Abstract
Halenia elliptica is a popular Chinese medicinal herb that is used to treat jaundice disease and virus hepatitis, and its wild populations have been reduced significantly due to overharvesting recently. However, effective conservation could not be implemented because of the lack of genomic information and genetic markers. In this study, a de novo transcriptome of H elliptica was sequenced using the NGS Illumina, and 132 695 unigenes with the length >200 bp (base pairs) were obtained. Among them, a total of 32 109 unigenes were scanned to develop simple sequence repeats (SSRs). Based on NCBI (National Center for Biotechnology Information) nonredundant database (Nr), these SSR sequences were annotated and assigned into gene ontology categories. In addition, we designed 126 pairs of SSR primers for polymerase chain reaction amplification, of which 12 pairs were identified to be polymorphic among 40 individuals from 8 populations. We then used the 12 polymorphic SSRs to construct a UPGMA dendrogram of the 40 individuals. In addition, a significant correlation between the genetic relationship and the geographic distance was found, suggesting a phylogeographic structure in H elliptica. Moreover, 2 of these SSRs were also successfully amplified in a related species Veratrilla baillonii, suggesting their cross-species transferability. Generally, the SSR markers with high polymorphisms identified in this study provide valuable genetic resources and represent an initial step for exploring the genetic diversity and population histories of H elliptica and its related species.
Keywords
Introduction
Over the past decade, life sciences were greatly advanced based on the genome sequencing technologies, especially the next-generation sequencing (NGS) that provides a strategy of a low cost in sequencing and large quantities of genomic data. Based on NGS, a great number of sequenced genomes have been obtained in a short time, which enhanced our understanding on variations of genome sequence. 1 RNA-Seq of NGS is advantageous over chip technology on the digital region and can produce explicit transcriptome data for nonmodel species. The genome-scale transcriptome analysis is powerful in nonmodel species by revealing differential expressions of genes in time and spaces, determining the genetic basis of specific phenotypes, and outlining genomic diversity.2,3 In addition, a lot of simple sequence repeat (SSR) markers can be rapidly developed based on the genome-scale transcriptome analysis, which would be of great help in analyzing population genetic structure.4,5
The SSRs consist of short tandem repeats of 1 to 6 bp (base pair) nucleotides and are abundant in protein-coding and noncoding regions. The SSRs are highly diverse, codominant, and stable and thus were extensively used in many research subjects, such as evolutionary biology, population genetics, and conservation genetics. 6 In the past, it takes long time and high cost to obtain SSR markers, whereas RNA-Seq makes it easy to develop a great deal of SSR markers in the present time,3,7,8 which promoted research works in the genetic diversity and evolutionary biology. 9
Halenia elliptica D. Don, a biennial herb in the Gentianaceae family, is a popular Chinese medicinal herb that is widely used to treat jaundice disease and virus hepatitis. This species is mainly distributed at elevations ranging from 700 to 4000 m in Yunnan, Sichuan, Qinghai, and Tibet. 10 Due to its effective therapeutic effects, H elliptica was overexploited, leading to a decrease in the population size and genetic diversity in recent years. It is difficult to propose effective conservation methods without genome information and genetic markers.

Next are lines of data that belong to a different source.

//! Canonicalization engine
//!
//! Turns a [`CompilationUnit`](crate::declarations::CompilationUnit) into
//! stable [`TypeRecord`](crate::records::TypeRecord)s:
//! - `position`: declaration spans to record positions
//! - `qualified`: type printer and current-package placeholder substitution
//! - `type_vars`: shallow type-variable detection
//! - `keys`: canonical identity keys
//! - `fields`, `methods`, `classes`: entity extractors
//! - `traversal`: recursive descent over nested declarations
//!
//! Every function here takes the unit's [`UnitContext`] explicitly; nothing is
//! cached between calls.

pub mod classes;
pub mod fields;
pub mod keys;
pub mod methods;
pub mod position;
pub mod qualified;
pub mod traversal;
pub mod type_vars;

pub use qualified::{qualified_name, TypePrinter};
pub use traversal::{build_type_record, visit_unit};
pub use type_vars::has_type_variable;

use crate::declarations::ModifierSet;

/// Modifier names in canonical order; an unknown set yields no modifiers.
pub(crate) fn modifier_names(modifiers: &ModifierSet) -> Vec<String> {
    modifiers
        .as_ref()
        .map(|set| set.iter().map(|m| m.name().to_string()).collect())
        .unwrap_or_default()
}

#[cfg(test)]
mod tests {
    use super::*;
    use crate::declarations::{
        ClassName, CompilationUnit, FieldDeclaration, MethodDeclaration, Modifier,
        ParameterDeclaration, Span, TypeDeclaration, TypeKind, TypeMirror, UnitContext,
        VariableDeclarator,
    };
    use std::collections::BTreeSet;

    fn span(line: u32) -> Span {
        Span {
            begin_line: line,
            begin_column: 5,
            end_line: line,
            end_column: 20,
        }
    }

    fn modifiers(list: &[Modifier]) -> ModifierSet {
        Some(list.iter().copied().collect::<BTreeSet<_>>())
    }

    fn string() -> TypeMirror {
        TypeMirror::declared(ClassName::Qualified("java.lang.String".into()))
    }

    fn class(name: &str, canonical: Option<&str>) -> TypeDeclaration {
        TypeDeclaration {
            simple_name: name.to_string(),
            canonical_name: canonical.map(str::to_string),
            kind: TypeKind::Class,
            anonymous: false,
            span: span(1),
            modifiers: modifiers(&[Modifier::Public]),
            fields: Vec::new(),
            methods: Vec::new(),
            extends: Vec::new(),
            implements: Vec::new(),
            nested: Vec::new(),
        }
    }

    fn parameter(name: &str, type_mirror: TypeMirror) -> ParameterDeclaration {
        ParameterDeclaration {
            name: name.to_string(),
            type_mirror,
            span: span(4),
            modifiers: modifiers(&[]),
        }
    }

    fn greet(parameters: Vec<ParameterDeclaration>) -> MethodDeclaration {
        MethodDeclaration {
            name: "greet".to_string(),
            return_type: TypeMirror::Void,
            span: span(4),
            modifiers: modifiers(&[Modifier::Public]),
            overrides: false,
            parameters,
        }
    }

    fn ctx() -> UnitContext {
        UnitContext::new("com.example", "com/example/Doctor.java")
    }

    #[test]
    fn test_modifier_names_for_missing_set_is_empty() {
        assert!(modifier_names(&None).is_empty());
        assert_eq!(
            modifier_names(&modifiers(&[Modifier::Final, Modifier::Private])),
            vec!["PRIVATE", "FINAL"]
        );
    }

    #[test]
    fn test_multi_variable_field_statement_yields_one_record_each() {
        let mut decl = class("Owner", Some("com.example.Owner"));
        let raw_list = TypeMirror::declared(ClassName::Qualified("java.util.List".into()));
        decl.fields.push(FieldDeclaration {
            span: span(2),
            modifiers: modifiers(&[Modifier::Private]),
            synthetic: false,
            variables: vec![
                VariableDeclarator {
                    name: "a".into(),
                    type_mirror: raw_list.clone(),
                    span: span(2),
                },
                VariableDeclarator {
                    name: "b".into(),
                    type_mirror: raw_list,
                    span: span(2),
                },
            ],
        });

        let record = build_type_record(&decl, &ctx(), None);
        let keys: Vec<&String> = record.fields.keys().collect();
        assert_eq!(
            keys,
            vec!["com.example.Owner/field/a", "com.example.Owner/field/b"]
        );
        for field in record.fields.values() {
            assert_eq!(field.type_name, "java.util.List");
            assert_eq!(field.modifiers, vec!["PRIVATE"]);
            assert_eq!(field.owning_type_key, "com.example.Owner");
        }
    }

    #[test]
    fn test_synthetic_fields_are_skipped() {
        let mut decl = class("Owner", Some("com.example.Owner"));
        decl.fields.push(FieldDeclaration {
            span: span(2),
            modifiers: None,
            synthetic: true,
            variables: vec![VariableDeclarator {
                name: "this$0".into(),
                type_mirror: string(),
                span: span(2),
            }],
        });
        let record = build_type_record(&decl, &ctx(), None);
        assert!(record.fields.is_empty());
    }

    #[test]
    fn test_overloads_get_distinct_method_keys() {
        let mut decl = class("Greeter", Some("com.example.Greeter"));
        decl.methods.push(greet(vec![
            parameter("a", string()),
            parameter("b", string()),
            parameter("c", string()),
        ]));
        decl.methods.push(greet(vec![
            parameter("a", string()),
            parameter("b", string()),
            parameter("c", string()),
            parameter("d", TypeMirror::Primitive("int".into())),
        ]));

        let record = build_type_record(&decl, &ctx(), None);
        assert_eq!(record.methods.len(), 2);

        let four = "com.example.Greeter/method/greet(java.lang.String a, java.lang.String b, java.lang.String c, int d)";
        let method = &record.methods[four];
        assert_eq!(method.parameters.len(), 4);
        assert_eq!(method.parameters[3].key, format!("{}/parameter/d", four));
        assert!(method.parameters.iter().all(|p| p.owning_method_key == four));
        assert_eq!(method.return_type, "void");
    }

    #[test]
    fn test_nested_declarations_are_keyed_and_routed() {
        let mut doctor = class("Doctor", Some("com.example.Doctor"));
        let patient = class("Patient", Some("com.example.Doctor.Patient"));
        let mut schedule = class("Schedule", Some("com.example.Doctor.Schedule"));
        schedule.kind = TypeKind::Interface;
        doctor.nested = vec![patient, schedule];

        let unit = CompilationUnit {
            context: ctx(),
            types: vec![doctor],
            has_syntax_errors: false,
        };

        let visited = visit_unit(&unit);
        let keys: Vec<&str> = visited.iter().map(|r| r.key.as_str()).collect();
        assert_eq!(
            keys,
            vec![
                "com.example.Doctor",
                "com.example.Doctor.Patient",
                "com.example.Doctor.Schedule"
            ]
        );

        let outer = &visited[0];
        assert!(outer.inner_classes.contains_key("com.example.Doctor.Patient"));
        assert!(outer
            .inner_interfaces
            .contains_key("com.example.Doctor.Schedule"));
        assert_eq!(
            outer.inner_classes["com.example.Doctor.Patient"],
            visited[1],
            "nested and standalone records must be identical"
        );
        assert_eq!(
            visited[1].defined_in_type_key.as_deref(),
            Some("com.example.Doctor")
        );
        assert_eq!(outer.defined_in_type_key, None);
    }

    #[test]
    fn test_local_type_without_canonical_name_uses_simple_name() {
        let mut outer = class("Outer", Some("p.Outer"));
        outer.nested.push(class("Helper", None));
        let record = build_type_record(&outer, &UnitContext::new("p", "p/Outer.java"), None);
        let helper = &record.inner_classes["Helper"];
        assert_eq!(helper.key, "Helper");
        assert_eq!(helper.source_file_path, "p/Outer.java");
    }
}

In this study, we sequenced a de novo transcriptome for H elliptica on the Illumina platform and assembled the transcriptome sequences with software Trinity. As far as we know, this is the first exhibit of transcriptome results for H elliptica. In addition, we screened SSR markers in the transcriptome sequences and randomly selected markers to verify their amplification and polymorphism. The transcriptome sequence and polymorphic SSR markers developed in this work are believed to provide valuable genetic resources to study genetic diversity and population demographic history of H elliptica and its related species.
Materials and methods
Plant material
On July 2016, the fresh leaves of 10 H elliptica individuals were collected from Shangri-La in northwest Yunnan (28°31ʹ0ʹʹN, 99°57ʹ0ʹʹE, alt. 4514 m) and were kept immediately and separately in liquid nitrogen. In addition, a total of 40 individuals from 8 populations (Supplementary Table 1) were sampled and the leaves were stored in silica gel for polymorphic SSR markers validation.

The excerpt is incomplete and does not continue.